This game provides examples of:

  • All for Nothing: The third case involved Yuta discovering Valmont's nefarious intentions towards Dylan, ultimately killing Valmont and being executed himself. Victim of the fourth case? Dylan.
  • Asshole Victim: Valmont was already perceived negatively in the school for such actions as treating Yasu like his servant and threatening to cook and eat a turtle. Then, he made the decision to threaten Dylan with a knife, widely assumed at first to be a murder attempt which Yuta interrupted. The document for the third case is quite literally named "will anyone blame Yuta tho".
  • Axes at School: Axes distributed at school, even—multiple characters have weapons as regains.
  • Boarding School of Horrors: Ira Academy. Even before the whole murder aspect, it's brainwashing the students.
  • Bonding over Missing Parents: "Unspoken: How many of us have dead parents, exactly?"

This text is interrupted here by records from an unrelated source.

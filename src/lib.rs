#![forbid(unsafe_code)]
//! Pure Rust SQ quadraphonic matrix codec.
//!
//! `sqcodec` encodes four discrete channels (LF, RF, LB, RB) into a CBS
//! SQ-compatible stereo pair (LT, RT) and decodes such a pair back to an
//! approximation of the four-channel field. Both directions are built on a
//! wide-band 90-degree phase shifter realized as a block FFT Hilbert
//! transform with overlap-add reconstruction.
//!
//! # Quick Start
//!
//! ```
//! use sqcodec::{AudioFrame, MatrixParams};
//!
//! // Four channels of silence, half a second at 44.1 kHz.
//! let quad = AudioFrame::silence(44100, 4, 22050);
//!
//! let params = MatrixParams::new();
//! let stereo = sqcodec::encode(&quad, &params).unwrap();
//! assert_eq!(stereo.num_channels(), 2);
//!
//! let decoded = sqcodec::decode(&stereo, &params).unwrap();
//! assert_eq!(decoded.num_channels(), 4);
//! ```
//!
//! # Alignment
//!
//! Each direction shifts its output forward by `overlap / 4` samples, so a
//! full encode-decode round trip reproduces front-channel material shifted
//! by `overlap / 2` (256 samples for the reference 1024/512 configuration).
//! The end-to-end processing latency of the chain is
//! `block_size - overlap / 2` samples; see
//! [`MatrixParams::codec_latency`].

pub mod analysis;
pub mod core;
pub mod error;
pub mod io;
pub mod matrix;
pub mod signal;

pub use crate::core::hilbert::{HilbertOutput, HilbertTransformer};
pub use crate::core::types::{AudioFrame, Sample};
pub use error::SqError;
pub use matrix::{MatrixParams, SqDecoder, SqEncoder, SteeringParams, MATRIX_COEFF};

/// Encodes a 4-channel frame (LF, RF, LB, RB) into a 2-channel frame
/// (LT, RT).
///
/// This is the one-shot entry point; construct an [`SqEncoder`] directly to
/// reuse FFT plans across multiple frames.
///
/// # Errors
///
/// Returns [`SqError::InvalidConfig`] for an invalid block size or overlap
/// and [`SqError::ChannelMismatch`] when the frame is not 4-channel.
pub fn encode(frame: &AudioFrame, params: &MatrixParams) -> Result<AudioFrame, SqError> {
    SqEncoder::new(params)?.process(frame)
}

/// Decodes a 2-channel frame (LT, RT) into a 4-channel frame
/// (LF, RF, LB, RB).
///
/// When `params.logic_steering` is set, the gain-steering post-filter runs
/// on the decoded output; the matrix-only decode is canonical otherwise.
///
/// # Errors
///
/// Returns [`SqError::InvalidConfig`] for an invalid block size or overlap
/// and [`SqError::ChannelMismatch`] when the frame is not 2-channel.
pub fn decode(frame: &AudioFrame, params: &MatrixParams) -> Result<AudioFrame, SqError> {
    SqDecoder::new(params)?.process(frame)
}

  • Do Well, But Not Perfect: The culprit of case one didn't want everyone to be executed, but making an effort to get away with murder was a condition of the motive. She admits she didn't really have a plan for threading this needle.

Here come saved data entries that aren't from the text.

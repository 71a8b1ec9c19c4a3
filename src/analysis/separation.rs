//! Channel separation analysis for decoded quad material.
//!
//! Reports per-channel levels and how far the dominant channel sits above
//! the rest. Useful for judging how much of the encoded field a decode
//! recovers, and for comparing the basic matrix against the steered decode.

use std::fmt;

use serde::{Deserialize, Serialize};

use crate::core::types::AudioFrame;
use crate::error::SqError;
use crate::matrix::{MatrixParams, SqDecoder};

/// Level floor used when a channel is fully silent, in dBFS.
const SILENCE_DB: f64 = -120.0;

/// Channel labels in frame order.
const CHANNEL_NAMES: [&str; 4] = ["LF", "RF", "LB", "RB"];

/// Per-channel level and separation figures for a decoded quad frame.
#[derive(Debug, Clone, Serialize, Deserialize)]
pub struct SeparationReport {
    /// Sample rate of the analyzed material.
    pub sample_rate: u32,
    /// Number of samples analyzed.
    pub num_samples: usize,
    /// RMS level per channel in dBFS, frame order (LF, RF, LB, RB).
    pub channel_rms_db: [f64; 4],
    /// Index of the loudest channel.
    pub dominant: usize,
    /// Dominant level minus each channel's level, in dB (0.0 for the
    /// dominant channel itself).
    pub separation_db: [f64; 4],
}

impl SeparationReport {
    /// Name of the dominant channel.
    pub fn dominant_name(&self) -> &'static str {
        CHANNEL_NAMES[self.dominant]
    }
}

impl fmt::Display for SeparationReport {
    fn fmt(&self, f: &mut fmt::Formatter<'_>) -> fmt::Result {
        writeln!(
            f,
            "Separation analysis ({} samples at {} Hz)",
            self.num_samples, self.sample_rate
        )?;
        writeln!(f, "Dominant channel: {}", self.dominant_name())?;
        for ch in 0..4 {
            writeln!(
                f,
                "  {}: {:>7.2} dBFS  (separation {:>6.2} dB)",
                CHANNEL_NAMES[ch], self.channel_rms_db[ch], self.separation_db[ch]
            )?;
        }
        Ok(())
    }
}

/// Analyzes an already-decoded 4-channel frame.
pub fn analyze_frame(frame: &AudioFrame) -> Result<SeparationReport, SqError> {
    frame.expect_channels(4)?;

    let mut channel_rms_db = [SILENCE_DB; 4];
    for ch in 0..4 {
        channel_rms_db[ch] = rms_db(frame.channel(ch));
    }

    let mut dominant = 0;
    for ch in 1..4 {
        if channel_rms_db[ch] > channel_rms_db[dominant] {
            dominant = ch;
        }
    }

    let mut separation_db = [0.0; 4];
    for ch in 0..4 {
        separation_db[ch] = channel_rms_db[dominant] - channel_rms_db[ch];
    }

    Ok(SeparationReport {
        sample_rate: frame.sample_rate,
        num_samples: frame.num_samples,
        channel_rms_db,
        dominant,
        separation_db,
    })
}

/// Decodes a stereo frame with the given parameters and analyzes the result.
pub fn analyze_stereo(frame: &AudioFrame, params: &MatrixParams) -> Result<SeparationReport, SqError> {
    let decoder = SqDecoder::new(params)?;
    let decoded = decoder.process(frame)?;
    analyze_frame(&decoded)
}

/// RMS of a signal in dBFS, floored at silence for empty or zero input.
fn rms_db(signal: &[f64]) -> f64 {
    if signal.is_empty() {
        return SILENCE_DB;
    }
    let mean_sq: f64 = signal.iter().map(|&s| s * s).sum::<f64>() / signal.len() as f64;
    if mean_sq <= 0.0 {
        return SILENCE_DB;
    }
    (10.0 * mean_sq.log10()).max(SILENCE_DB)
}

  • Elevator School: The "students" range in age from 5 to 17.
  • Entertainingly Wrong: After finding a note mentioning "Nigel Uno" from Round One, Emma assumes that he's Father's son instead of his nephew.
  • Even Evil Can Be Loved: Sympathizing with the fourth culprit, Kuro shouts that "Dylan isn't the only person here with a friend!"

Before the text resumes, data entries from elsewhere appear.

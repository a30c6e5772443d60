//! Plan handlers.
//!
//! ## Queries
//! - Get plan statistics for the dashboard

mod get_plan_stats;

pub use get_plan_stats::{
    GetPlanStatsHandler, GetPlanStatsQuery, GetPlanStatsResult, PlanStatsView,
};
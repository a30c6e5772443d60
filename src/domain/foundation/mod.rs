//! Foundation module - Shared domain primitives.
//!
//! Contains identifiers and error types that form the vocabulary
//! of the membership dashboard domain.

mod errors;
mod ids;

pub use errors::{DomainError, ErrorCode, ValidationError};
pub use ids::PlanId;
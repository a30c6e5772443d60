//! In-memory adapters.

mod in_memory_plan_reader;

pub use in_memory_plan_reader::InMemoryPlanReader;
//! Membership Dashboard - Plan Statistics
//!
//! This crate computes the summary metrics a membership-management
//! dashboard shows for its plans: plan count, active members, monthly
//! revenue, and the most popular plan.

pub mod adapters;
pub mod application;
pub mod config;
pub mod domain;
pub mod ports;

  • Friendly Ghost: There's at least one. There might have been another, but she didn't make it out of her part in one of The Seven Mysteries.
  • Hated by All: The Principal. On top of all the students hating him, even Kakuya hates him.
  • High-School Dance: One is held at the end of week 0. It's rather ruined by the big murdergame reveal.
  • Hive Mind: The "Little Brothers" are described this way.
  • If You Kill Him, You Will Be Just Like Him!: Subverted - there was some pushback when it was first suggested that they kill the Principal, but it went out the window by the time of the second execution.
  • I Have Your Wife: The second motive.
  • Internal Reveal: The fourth motive, which threatens to reveal characters' secrets, involves several secrets that even the characters themselves didn't know at their current canon point.
  • Ironic Echo Cut: Adorabat discovered the first body and immediately wished Dewey wouldn't find out. Cue the body announcement, which Dewey heard.
  • Late To The Rescue: At the end, when the characters from round 1 arrive, some of them are planning to rescue the students from the murdergame, not realizing it's already over.
  • Laser-Guided Amnesia: None of the characters can remember what happened between their arrival and the intro log.
  • Losing a Shoe in the Struggle: The most critical evidence in case four is a piece of white fabric caught in the latch of the library window.
  • Make the Dog Testify: In Trial 5, the group gets Koishi's parrot, Toritorika, to take a look at everyone and see how she reacts, making them realize she's only reacting to human girls.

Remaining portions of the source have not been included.